● **What to do**
Please work out how many lines of this material include "NdArrayDevice", and answer with that number by itself.

● **Data for processing**
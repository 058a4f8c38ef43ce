/*
 * Ticker-LSTM, a stock price forecasting workbench built on LSTM
 * Copyright (C) 2025 Athaariq A. Ramadhani <foss@athaariq.my.id>
 *
 * This program is free software: you can redistribute it and/or modify
 * it under the terms of the GNU General Public License as published by
 * the Free Software Foundation, either version 3 of the License, or
 * (at your option) any later version.
 *
 * This program is distributed in the hope that it will be useful,
 * but WITHOUT ANY WARRANTY; without even the implied warranty of
 * MERCHANTABILITY or FITNESS FOR A PARTICULAR PURPOSE.  See the
 * GNU General Public License for more details.
 *
 * You should have received a copy of the GNU General Public License
 * along with this program.  If not, see <http://www.gnu.org/licenses/>.
 */

use std::{fmt::Write as _, fs};

use approx::assert_abs_diff_eq;
use burn::backend::{ndarray::NdArrayDevice, Autodiff, NdArray};
use chrono::{Duration, NaiveDate};

use ticker_lstm_lib::data::command::{gather_data, FileMarketSource};
use ticker_lstm_lib::data::typedef::StockData;
use ticker_lstm_lib::evaluate::command::{save_loss_history, save_predictions};
use ticker_lstm_lib::preprocess::typedef::{Segment, SplitRatio};
use ticker_lstm_lib::train::command::fit;
use ticker_lstm_lib::{ErrorKind, PipelineState, Selection, WorkbenchConfig};

fn write_history(directory: &std::path::Path, symbol: &str, rows: usize) {
	let start = NaiveDate::from_ymd_opt(2023, 1, 2).unwrap();
	let mut content = String::from("Date,Open,High,Low,Close,Volume\n");

	for i in 0..rows {
		let day = start + Duration::days(i as i64);
		let close = 100.0 + 10.0 * (i as f64 / 6.0).sin() + i as f64 * 0.1;
		writeln!(
			content,
			"{},{:.4},{:.4},{:.4},{:.4},{}",
			day.format("%Y-%m-%d"),
			close - 0.5,
			close + 1.0,
			close - 1.0,
			close,
			1000 + i
		)
		.unwrap();
	}

	fs::write(directory.join(format!("{symbol}.csv")), content).unwrap();
}

fn gathered(rows: usize) -> (tempfile::TempDir, StockData) {
	let directory = tempfile::tempdir().unwrap();
	write_history(directory.path(), "AAPL", rows);

	let source = FileMarketSource::new(directory.path());
	let data = gather_data(&source, None, Some("max")).unwrap();
	(directory, data)
}

fn selection(window_size: usize) -> Selection {
	Selection {
		symbol: String::from("AAPL"),
		feature: String::from("Close"),
		window_size,
		ratio: SplitRatio::default(),
	}
}

#[test]
fn split_covers_every_row_in_order() {
	let (_directory, data) = gathered(203);
	let state = PipelineState::gathered(data).with_split(selection(8)).unwrap();

	let split = state.split_data().unwrap();
	assert_eq!(split.train.len(), 142);
	assert_eq!(split.test.len(), 40);
	assert_eq!(split.validation.len(), 21);

	let original = state.stock_data().unwrap()["AAPL"].column("Close").unwrap().to_vec();
	let joined = [&split.train, &split.validation, &split.test]
		.iter()
		.flat_map(|each| each.values().column(0).to_vec())
		.collect::<Vec<_>>();
	assert_eq!(joined, original);
}

#[test]
fn preprocessing_gives_one_window_per_row_after_the_first_window() {
	let (_directory, data) = gathered(200);
	let state = PipelineState::gathered(data).with_preprocessing(selection(8)).unwrap();

	let preprocessed = state.preprocessed().unwrap();
	assert_eq!(preprocessed.train.inputs.shape(), &[132, 8, 1]);
	assert_eq!(preprocessed.train.targets.shape(), &[132]);
	assert_eq!(preprocessed.validation.inputs.shape(), &[13, 8, 1]);
	assert_eq!(preprocessed.test.inputs.shape(), &[31, 8, 1]);

	let scaler = &preprocessed.scaler;
	let train = &state.split_data().unwrap().train;
	let close = train.column("Close").unwrap();
	assert_abs_diff_eq!(
		scaler.data_min()[0],
		close.iter().copied().fold(f64::INFINITY, f64::min),
		epsilon = 1e-12
	);
	assert_abs_diff_eq!(
		scaler.data_max()[0],
		close.iter().copied().fold(f64::NEG_INFINITY, f64::max),
		epsilon = 1e-12
	);
}

#[test]
fn unknown_feature_is_a_lookup_error() {
	let (_directory, data) = gathered(60);
	let mut wrong = selection(8);
	wrong.feature = String::from("Dividends");

	let err = PipelineState::gathered(data).with_split(wrong).unwrap_err();
	assert_eq!(err.kind(), ErrorKind::Lookup);
}

#[test]
fn oversized_window_is_a_validation_error() {
	let (_directory, data) = gathered(60);

	// 60 rows give a validation segment of 7 rows
	let err = PipelineState::gathered(data)
		.with_preprocessing(selection(8))
		.unwrap_err();
	assert_eq!(err.kind(), ErrorKind::Validation);
}

#[test]
fn change_percent_has_a_missing_first_row() {
	let (_directory, data) = gathered(60);
	let mut with_change = selection(4);
	with_change.feature = String::from("change_percent");

	let err = PipelineState::gathered(data)
		.with_preprocessing(with_change)
		.unwrap_err();
	assert_eq!(err.kind(), ErrorKind::Validation);
}

#[test]
fn trains_predicts_and_exports() {
	let (directory, data) = gathered(120);

	let mut config = WorkbenchConfig::default();
	config.window_size = 5;
	config.training = config.training.clone().with_epochs(3).with_seed(Some(42));
	config.training.model = config.training.model.clone().with_lstm_hidden_size(8);
	config.checkpoint_dir = directory.path().join("models");

	let state = PipelineState::gathered(data)
		.with_preprocessing(config.selection())
		.unwrap();
	let preprocessed = state.preprocessed().unwrap().clone();

	let trained = fit::<Autodiff<NdArray>>(
		config.training_for(preprocessed.feature_size()),
		&preprocessed,
		&config.checkpoint_dir,
		&NdArrayDevice::Cpu,
	)
	.unwrap();

	assert_eq!(trained.history.len(), 3);
	assert!((1..=3).contains(&trained.best_epoch));
	assert!(config.checkpoint_dir.join("model.json").is_file());
	assert!(config.checkpoint_dir.join("model.mpk").is_file());

	let history = trained.history.clone();
	let state = state.with_trained(trained).unwrap();
	let predictions = state.predictions().unwrap();

	for segment in [Segment::Train, Segment::Validation, Segment::Test] {
		let windows = preprocessed.segment(segment).len();
		let split_rows = state.split_data().unwrap().segment(segment).len();

		assert_eq!(predictions.segment(segment).predicted.len(), windows);
		assert_eq!(windows, split_rows - 5);
	}

	let predictions_path = directory.path().join("predictions.csv");
	let history_path = directory.path().join("history.json");
	save_predictions(&predictions_path, &predictions).unwrap();
	save_loss_history(&history_path, &history).unwrap();

	let exported = fs::read_to_string(&predictions_path).unwrap();
	assert_eq!(exported.lines().count(), 1 + 79 + 8 + 18);

	// Reselecting drops the trained model
	let reselected = state.with_preprocessing(config.selection()).unwrap();
	assert!(reselected.trained().is_none());
	assert!(reselected.predictions().is_err());
}
/*
 * Ticker-LSTM, a stock price forecasting workbench built on LSTM
 * Copyright (C) 2025 Athaariq A. Ramadhani <foss@athaariq.my.id>
 *
 * This program is free software: you can redistribute it and/or modify
 * it under the terms of the GNU General Public License as published by
 * the Free Software Foundation, either version 3 of the License, or
 * (at your option) any later version.
 *
 * This program is distributed in the hope that it will be useful,
 * but WITHOUT ANY WARRANTY; without even the implied warranty of
 * MERCHANTABILITY or FITNESS FOR A PARTICULAR PURPOSE.  See the
 * GNU General Public License for more details.
 *
 * You should have received a copy of the GNU General Public License
 * along with this program.  If not, see <http://www.gnu.org/licenses/>.
 */

use std::path::PathBuf;

use anyhow::{Context, Result};
use burn::backend::{ndarray::NdArrayDevice, Autodiff, NdArray};
use clap::{Parser, Subcommand};
use tracing::info;
use tracing_subscriber::{layer::SubscriberExt, util::SubscriberInitExt, EnvFilter};

use ticker_lstm_lib::data::command::{gather_data, summarize, FileMarketSource};
use ticker_lstm_lib::data::typedef::{StockData, CHANGE_PERCENT_COLUMN};
use ticker_lstm_lib::evaluate::command::{save_loss_history, save_predictions};
use ticker_lstm_lib::preprocess::typedef::Segment;
use ticker_lstm_lib::train::command::fit;
use ticker_lstm_lib::{PipelineState, WorkbenchConfig};

type TrainingBackend = Autodiff<NdArray>;

#[derive(Parser, Debug)]
#[command(name = "ticker-lstm")]
#[command(about = "Forecast stock prices with a stacked LSTM", long_about = None)]
#[command(version)]
struct Cli {
	#[command(subcommand)]
	command: Commands,

	/// Verbose output
	#[arg(short, long, global = true)]
	verbose: bool,
}

#[derive(Subcommand, Debug)]
enum Commands {
	/// Write a default configuration file
	InitConfig {
		#[arg(default_value = "workbench.json")]
		path: PathBuf,
	},

	/// Print statistics of the configured symbol
	Analyze {
		/// Path to configuration file
		#[arg(short, long, default_value = "workbench.json")]
		config: PathBuf,
	},

	/// Gather, preprocess, train, then export predictions
	Run {
		/// Path to configuration file
		#[arg(short, long, default_value = "workbench.json")]
		config: PathBuf,

		/// Symbol to forecast (overrides config file)
		#[arg(short, long)]
		symbol: Option<String>,

		/// Number of epochs (overrides config file)
		#[arg(short, long)]
		epochs: Option<usize>,

		/// Seed for weight initialization and shuffling
		#[arg(long)]
		seed: Option<u64>,
	},
}

fn setup_logging(verbose: bool) {
	let level = if verbose { "debug" } else { "info" };
	let env_filter = EnvFilter::try_from_default_env().unwrap_or_else(|_| EnvFilter::new(level));

	let console_layer = tracing_subscriber::fmt::layer()
		.with_target(false)
		.with_ansi(true);

	tracing_subscriber::registry()
		.with(env_filter)
		.with(console_layer)
		.init();
}

fn load_stock_data(config: &WorkbenchConfig) -> Result<StockData> {
	let source = FileMarketSource::new(&config.data_dir);
	let symbols = [config.symbol.clone()];

	gather_data(&source, Some(symbols.as_slice()), Some(config.period.as_str()))
		.with_context(|| format!("Failed to gather data from {}", config.data_dir.display()))
}

fn analyze(config: WorkbenchConfig) -> Result<()> {
	let stock_data = load_stock_data(&config)?;

	for feature in [config.feature.as_str(), CHANGE_PERCENT_COLUMN] {
		let summary = summarize(&stock_data, &config.symbol, feature)?;
		info!(
			symbol = %config.symbol,
			feature,
			count = summary.count,
			mean = summary.mean,
			std = summary.std,
			min = summary.min,
			max = summary.max,
			missing = summary.missing,
			"Summary"
		);
	}

	Ok(())
}

fn run(config: WorkbenchConfig) -> Result<()> {
	let device = NdArrayDevice::Cpu;

	let state = PipelineState::gathered(load_stock_data(&config)?)
		.with_preprocessing(config.selection())
		.context("Failed to preprocess")?;

	let preprocessed = state
		.preprocessed()
		.context("Preprocessing stage is missing")?
		.clone();

	let trained = fit::<TrainingBackend>(
		config.training_for(preprocessed.feature_size()),
		&preprocessed,
		&config.checkpoint_dir,
		&device,
	)
	.context("Failed to train")?;
	info!(
		best_epoch = trained.best_epoch,
		checkpoint = %config.checkpoint_dir.display(),
		"Best model kept"
	);

	let history = trained.history.clone();
	let state = state.with_trained(trained)?;
	let predictions = state.predictions()?;

	for segment in [Segment::Validation, Segment::Test] {
		if let (Some(high), Some(low)) = (predictions.high_peak(segment), predictions.low_peak(segment)) {
			info!(
				%segment,
				high_at = %high.x,
				high = ?high.y1,
				low_at = %low.x,
				low = ?low.y1,
				"Predicted peaks"
			);
		}
	}

	save_predictions(&config.predictions_path, &predictions)?;
	save_loss_history(&config.history_path, &history)?;

	Ok(())
}

fn main() -> Result<()> {
	let cli = Cli::parse();
	setup_logging(cli.verbose);

	match cli.command {
		Commands::InitConfig { path } => {
			WorkbenchConfig::default().write_file(&path)?;
			info!(path = %path.display(), "Default configuration written");
		}
		Commands::Analyze { config } => {
			let config = WorkbenchConfig::from_file(&config)
				.with_context(|| format!("Failed to load {}", config.display()))?;
			analyze(config)?;
		}
		Commands::Run {
			config,
			symbol,
			epochs,
			seed,
		} => {
			let mut config = WorkbenchConfig::from_file(&config)
				.with_context(|| format!("Failed to load {}", config.display()))?;

			if let Some(symbol) = symbol {
				config.symbol = symbol;
			}
			if let Some(epochs) = epochs {
				config.training.epochs = epochs;
			}
			if seed.is_some() {
				config.training.seed = seed;
			}

			run(config)?;
		}
	}

	Ok(())
}
/*
 * Ticker-LSTM, a stock price forecasting workbench built on LSTM
 * Copyright (C) 2025 Athaariq A. Ramadhani <foss@athaariq.my.id>
 *
 * This program is free software: you can redistribute it and/or modify
 * it under the terms of the GNU General Public License as published by
 * the Free Software Foundation, either version 3 of the License, or
 * (at your option) any later version.
 *
 * This program is distributed in the hope that it will be useful,
 * but WITHOUT ANY WARRANTY; without even the implied warranty of
 * MERCHANTABILITY or FITNESS FOR A PARTICULAR PURPOSE.  See the
 * GNU General Public License for more details.
 *
 * You should have received a copy of the GNU General Public License
 * along with this program.  If not, see <http://www.gnu.org/licenses/>.
 */

use chrono::{DateTime, Datelike, Duration, Local, Months, TimeZone};
use serde::{Deserialize, Serialize};
use std::{collections::BTreeMap, str::FromStr};
use strum::IntoEnumIterator;
use strum_macros::EnumIter;

use crate::error::{ForecastError, Result};
use crate::typedef::TimeTable;

pub type StockData = BTreeMap<String, TimeTable>;

pub const DEFAULT_SYMBOL: &str = "AAPL";
pub const DEFAULT_PERIOD: &str = "1y";
pub const CLOSE_COLUMN: &str = "Close";
pub const CHANGE_PERCENT_COLUMN: &str = "change_percent";

#[derive(Default, PartialEq, Eq, EnumIter, Deserialize, Serialize, Clone, Copy, Debug)]
pub enum Period {
	#[serde(rename = "1d")]
	OneDay,
	#[serde(rename = "5d")]
	FiveDays,
	#[serde(rename = "1mo")]
	OneMonth,
	#[serde(rename = "3mo")]
	ThreeMonths,
	#[serde(rename = "6mo")]
	SixMonths,
	#[default]
	#[serde(rename = "1y")]
	OneYear,
	#[serde(rename = "2y")]
	TwoYears,
	#[serde(rename = "5y")]
	FiveYears,
	#[serde(rename = "10y")]
	TenYears,
	#[serde(rename = "ytd")]
	YearToDate,
	#[serde(rename = "max")]
	Max,
}

impl std::fmt::Display for Period {
	fn fmt(&self, f: &mut std::fmt::Formatter<'_>) -> std::fmt::Result {
		match self {
			Period::OneDay => write!(f, "1d"),
			Period::FiveDays => write!(f, "5d"),
			Period::OneMonth => write!(f, "1mo"),
			Period::ThreeMonths => write!(f, "3mo"),
			Period::SixMonths => write!(f, "6mo"),
			Period::OneYear => write!(f, "1y"),
			Period::TwoYears => write!(f, "2y"),
			Period::FiveYears => write!(f, "5y"),
			Period::TenYears => write!(f, "10y"),
			Period::YearToDate => write!(f, "ytd"),
			Period::Max => write!(f, "max"),
		}
	}
}

impl FromStr for Period {
	type Err = ForecastError;

	fn from_str(text: &str) -> Result<Self> {
		let trimmed = text.trim();
		Period::iter()
			.find(|each| each.to_string() == trimmed)
			.ok_or_else(|| {
				ForecastError::validation(format!(
					"Unknown period \"{trimmed}\", expected one of: {}",
					Period::iter().map(|each| each.to_string()).collect::<Vec<_>>().join(", ")
				))
			})
	}
}

impl Period {
	/// Oldest timestamp kept when the most recent row is stamped `latest`. `None` keeps everything.
	pub fn start_from(&self, latest: DateTime<Local>) -> Option<DateTime<Local>> {
		match self {
			Period::OneDay => Some(latest - Duration::days(1)),
			Period::FiveDays => Some(latest - Duration::days(5)),
			Period::OneMonth => latest.checked_sub_months(Months::new(1)),
			Period::ThreeMonths => latest.checked_sub_months(Months::new(3)),
			Period::SixMonths => latest.checked_sub_months(Months::new(6)),
			Period::OneYear => latest.checked_sub_months(Months::new(12)),
			Period::TwoYears => latest.checked_sub_months(Months::new(24)),
			Period::FiveYears => latest.checked_sub_months(Months::new(60)),
			Period::TenYears => latest.checked_sub_months(Months::new(120)),
			Period::YearToDate => Local
				.with_ymd_and_hms(latest.year(), 1, 1, 0, 0, 0)
				.earliest(),
			Period::Max => None,
		}
	}
}

/// Descriptive statistics of one column. `std` is the sample deviation; missing values are skipped
/// everywhere except `missing`.
#[derive(Serialize, Clone, Copy, Debug, PartialEq)]
#[serde(rename_all = "camelCase")]
pub struct ColumnSummary {
	pub count: usize,
	pub mean: f64,
	pub std: f64,
	pub min: f64,
	pub max: f64,
	pub missing: usize,
}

● **Response**
4